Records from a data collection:
______________________________

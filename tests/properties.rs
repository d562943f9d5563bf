use nalgebra::{DMatrix, DVector};
use nested_kriging::{nested_kriging, CovarianceParams, Kernel, NestedKrigingRequest, RescaledPoints};
use proptest::prelude::*;

fn request_with(x: Vec<f64>, y: Vec<f64>, xp: Vec<f64>, clusters: Vec<i64>) -> NestedKrigingRequest<'static> {
    let n = x.len();
    let q = xp.len();
    NestedKrigingRequest {
        d: 1,
        x: DMatrix::from_row_slice(n, 1, &x),
        y: DVector::from_vec(y),
        clusters,
        xp: DMatrix::from_row_slice(q, 1, &xp),
        kernel_tag: "exp",
        param: vec![1.0],
        sd2: 1.0,
        nugget: vec![],
        kriging_type_tag: "simple",
        output_level: 0,
        num_threads_zones: 1,
        num_threads_pairs: 2,
        num_threads_blas: 1,
        global_options: vec![],
        verbose_level: 0,
        alternatives: vec![],
    }
}

proptest! {
    /// Invariant: predicting at a training point interpolates its observed
    /// response to numerical precision, for any distinct point set and any
    /// partition.
    #[test]
    fn interpolates_at_training_points(
        offsets in prop::collection::vec(1.0..5.0_f64, 3..8),
        responses in prop::collection::vec(-10.0..10.0_f64, 3..8),
    ) {
        let n = offsets.len().min(responses.len());
        let mut x = Vec::with_capacity(n);
        let mut acc = 0.0;
        for o in offsets.iter().take(n) {
            acc += o;
            x.push(acc);
        }
        let y: Vec<f64> = responses.into_iter().take(n).collect();
        let clusters: Vec<i64> = (0..n as i64).map(|i| i % 2).collect();

        let request = request_with(x.clone(), y.clone(), x.clone(), clusters);
        let output = nested_kriging(request).unwrap();

        for i in 0..n {
            prop_assert!((output.mean[i] - y[i]).abs() < 1e-5);
            prop_assert!(output.sd2[i] <= 1e-5);
        }
    }

    /// Invariant: relabelling the partition by an arbitrary bijection does
    /// not change the aggregated prediction.
    #[test]
    fn relabelling_partition_leaves_prediction_unchanged(
        offsets in prop::collection::vec(1.0..5.0_f64, 4..8),
        responses in prop::collection::vec(-10.0..10.0_f64, 4..8),
    ) {
        let n = offsets.len().min(responses.len());
        let mut x = Vec::with_capacity(n);
        let mut acc = 0.0;
        for o in offsets.iter().take(n) {
            acc += o;
            x.push(acc);
        }
        let y: Vec<f64> = responses.into_iter().take(n).collect();
        let xp = vec![x[0] + 0.5];

        let clusters_a: Vec<i64> = (0..n as i64).map(|i| i % 3).collect();
        let clusters_b: Vec<i64> = clusters_a.iter().map(|&c| 1000 - c * 17).collect();

        let out_a = nested_kriging(request_with(x.clone(), y.clone(), xp.clone(), clusters_a)).unwrap();
        let out_b = nested_kriging(request_with(x, y, xp, clusters_b)).unwrap();

        prop_assert!((out_a.mean[0] - out_b.mean[0]).abs() < 1e-8);
        prop_assert!((out_a.sd2[0] - out_b.sd2[0]).abs() < 1e-8);
    }

    /// Invariant: every kernel's correlation matrix over a random point set
    /// is positive semi-definite (every Cholesky attempt under the tiny
    /// nugget succeeds, i.e. no subgroup ever exhausts its retries).
    #[test]
    fn kernel_correlation_matrix_is_positive_semidefinite(
        points in prop::collection::vec(-20.0..20.0_f64, 2..30),
    ) {
        for kernel in [Kernel::Exponential, Kernel::Gaussian, Kernel::Matern3_2, Kernel::Matern5_2, Kernel::WhiteNoise] {
            let params = CovarianceParams::new(1, kernel, &[1.3], 1.0).unwrap();
            let raw = DMatrix::from_row_slice(points.len(), 1, &points);
            let rescaled = RescaledPoints::from_raw(&raw, &params, None).unwrap();

            let m = nested_kriging::assembler::fill_corr_matrix(&rescaled, &[], &params, 1.0);
            prop_assert!(m.clone().cholesky().is_some(), "{:?} matrix failed to factor", kernel);
        }
    }

    /// Invariant: adding a larger nugget never decreases posterior variance
    /// at a query point coincident with a training point's neighbourhood.
    #[test]
    fn larger_nugget_does_not_decrease_variance(
        nugget_small in 0.0..1.0_f64,
        nugget_extra in 0.0..1.0_f64,
    ) {
        let x = vec![0.0, 1.0, 2.0, 3.0];
        let y = vec![0.0, 1.0, 0.0, 1.0];
        let xp = vec![1.5];
        let clusters = vec![0, 0, 0, 0];

        let mut small = request_with(x.clone(), y.clone(), xp.clone(), clusters.clone());
        small.nugget = vec![nugget_small];
        let mut large = request_with(x, y, xp, clusters);
        large.nugget = vec![nugget_small + nugget_extra];

        let out_small = nested_kriging(small).unwrap();
        let out_large = nested_kriging(large).unwrap();

        prop_assert!(out_large.sd2[0] >= out_small.sd2[0] - 1e-9);
    }

    /// Invariant: multiplying every lengthscale and every raw coordinate by
    /// the same factor `k` leaves predictions unchanged (the kernels are
    /// isotropic-product and scale-covariant by construction).
    #[test]
    fn scaling_identity_leaves_predictions_unchanged(
        offsets in prop::collection::vec(1.0..5.0_f64, 4..8),
        responses in prop::collection::vec(-10.0..10.0_f64, 4..8),
        k in 0.2..5.0_f64,
    ) {
        let n = offsets.len().min(responses.len());
        let mut x = Vec::with_capacity(n);
        let mut acc = 0.0;
        for o in offsets.iter().take(n) {
            acc += o;
            x.push(acc);
        }
        let y: Vec<f64> = responses.into_iter().take(n).collect();
        let xp = vec![x[0] + 0.5];
        let clusters: Vec<i64> = (0..n as i64).map(|i| i % 2).collect();

        let mut base = request_with(x.clone(), y.clone(), xp.clone(), clusters.clone());
        base.param = vec![1.3];
        let base_out = nested_kriging(base).unwrap();

        let scaled_x: Vec<f64> = x.iter().map(|v| v * k).collect();
        let scaled_xp: Vec<f64> = xp.iter().map(|v| v * k).collect();
        let mut scaled = request_with(scaled_x, y, scaled_xp, clusters);
        scaled.param = vec![1.3 * k];
        let scaled_out = nested_kriging(scaled).unwrap();

        prop_assert!((base_out.mean[0] - scaled_out.mean[0]).abs() < 1e-8);
        prop_assert!((base_out.sd2[0] - scaled_out.sd2[0]).abs() < 1e-8);
    }

    /// Kernel-scaling-factor self-test (§8): a reference correlation built
    /// directly from the spec's per-kernel formula table on raw coordinates
    /// and lengthscales agrees with the production path, which precomputes
    /// `CovarianceParams::scaling_factors()` and rescales through
    /// `RescaledPoints` before ever calling `Kernel::correlation`.
    #[test]
    fn kernel_scaling_factor_self_test(
        a in prop::collection::vec(-10.0..10.0_f64, 1..4),
        b in prop::collection::vec(-10.0..10.0_f64, 1..4),
        lengthscale in 0.3..4.0_f64,
    ) {
        let d = a.len().min(b.len());
        let a: Vec<f64> = a.into_iter().take(d).collect();
        let b: Vec<f64> = b.into_iter().take(d).collect();

        for (kernel, c) in [
            (Kernel::Exponential, 1.0),
            (Kernel::Gaussian, std::f64::consts::SQRT_2 / 2.0),
            (Kernel::Matern3_2, 3.0_f64.sqrt()),
            (Kernel::Matern5_2, 5.0_f64.sqrt()),
        ] {
            let reference = reference_correlation(kernel, c, &a, &b, lengthscale);

            let params = CovarianceParams::new(d, kernel, &vec![lengthscale; d], 1.0).unwrap();
            let raw_a = DMatrix::from_row_slice(1, d, &a);
            let raw_b = DMatrix::from_row_slice(1, d, &b);
            let pa = RescaledPoints::from_raw(&raw_a, &params, None).unwrap();
            let pb = RescaledPoints::from_raw(&raw_b, &params, None).unwrap();
            let optimised = params.correlation(pa.point(0), pb.point(0));

            prop_assert!((reference - optimised).abs() < 1e-12, "{:?}: {} vs {}", kernel, reference, optimised);
        }
    }
}

/// Evaluates a kernel's spec-table formula directly on raw, non-rescaled
/// coordinates: `sₖ = c·|aₖ-bₖ|/lengthscale`, independent of
/// [`CovarianceParams`]'s own precomputed scaling factors.
fn reference_correlation(kernel: Kernel, c: f64, a: &[f64], b: &[f64], lengthscale: f64) -> f64 {
    match kernel {
        Kernel::Exponential => {
            let sum: f64 = a.iter().zip(b).map(|(ai, bi)| c * (ai - bi).abs() / lengthscale).sum();
            (-sum).exp()
        }
        Kernel::Gaussian => {
            let sum_sq: f64 = a
                .iter()
                .zip(b)
                .map(|(ai, bi)| {
                    let s = c * (ai - bi).abs() / lengthscale;
                    s * s
                })
                .sum();
            (-sum_sq).exp()
        }
        Kernel::Matern3_2 => {
            let (mut sum, mut prod) = (0.0, 1.0);
            for (ai, bi) in a.iter().zip(b) {
                let s = c * (ai - bi).abs() / lengthscale;
                sum += s;
                prod *= 1.0 + s;
            }
            prod * (-sum).exp()
        }
        Kernel::Matern5_2 => {
            let (mut sum, mut prod) = (0.0, 1.0);
            for (ai, bi) in a.iter().zip(b) {
                let s = c * (ai - bi).abs() / lengthscale;
                sum += s;
                prod *= 1.0 + s + s * s / 3.0;
            }
            prod * (-sum).exp()
        }
        _ => unreachable!("self-test only exercises kernels with a fixed scaling constant"),
    }
}

/// Round-trip property: the `K_M`/`k_M` tensors reported under
/// `OutputLevel::FULL_TENSORS` are exactly what an external aggregator call
/// would need to reproduce the fused mean and variance on its own, without
/// access to the original submodels.
#[test]
fn tensors_round_trip_into_the_same_aggregated_prediction() {
    let request = request_with(
        vec![0.0, 1.0, 2.0, 3.0, 4.0, 5.0],
        vec![0.1, 0.4, -0.2, 0.3, 0.9, -0.5],
        vec![1.5, 3.5],
        vec![0, 0, 0, 1, 1, 1],
    );
    use nested_kriging::OutputLevel;
    let tensor_request = NestedKrigingRequest {
        output_level: OutputLevel::FULL_TENSORS | OutputLevel::PER_SUBMODEL,
        ..request
    };
    let output = nested_kriging(tensor_request).unwrap();

    let cov_m = output.cov_m.unwrap();
    let mean_m = output.mean_m.unwrap();

    for (qi, _tile) in cov_m.iter().enumerate() {
        let weights = output.weights.as_ref().unwrap()[qi].clone();
        let recomputed_mean: f64 = (0..mean_m.nrows()).map(|i| weights[i] * mean_m[(i, qi)]).sum();
        assert!((recomputed_mean - output.mean[qi]).abs() < 1e-8);
    }
}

______________________________

◆ **EXERCISE BRIEF**
State how many lines of the entries above include the string "table". The reply is that number alone.

◆ **THE COMPLETED TASK**
2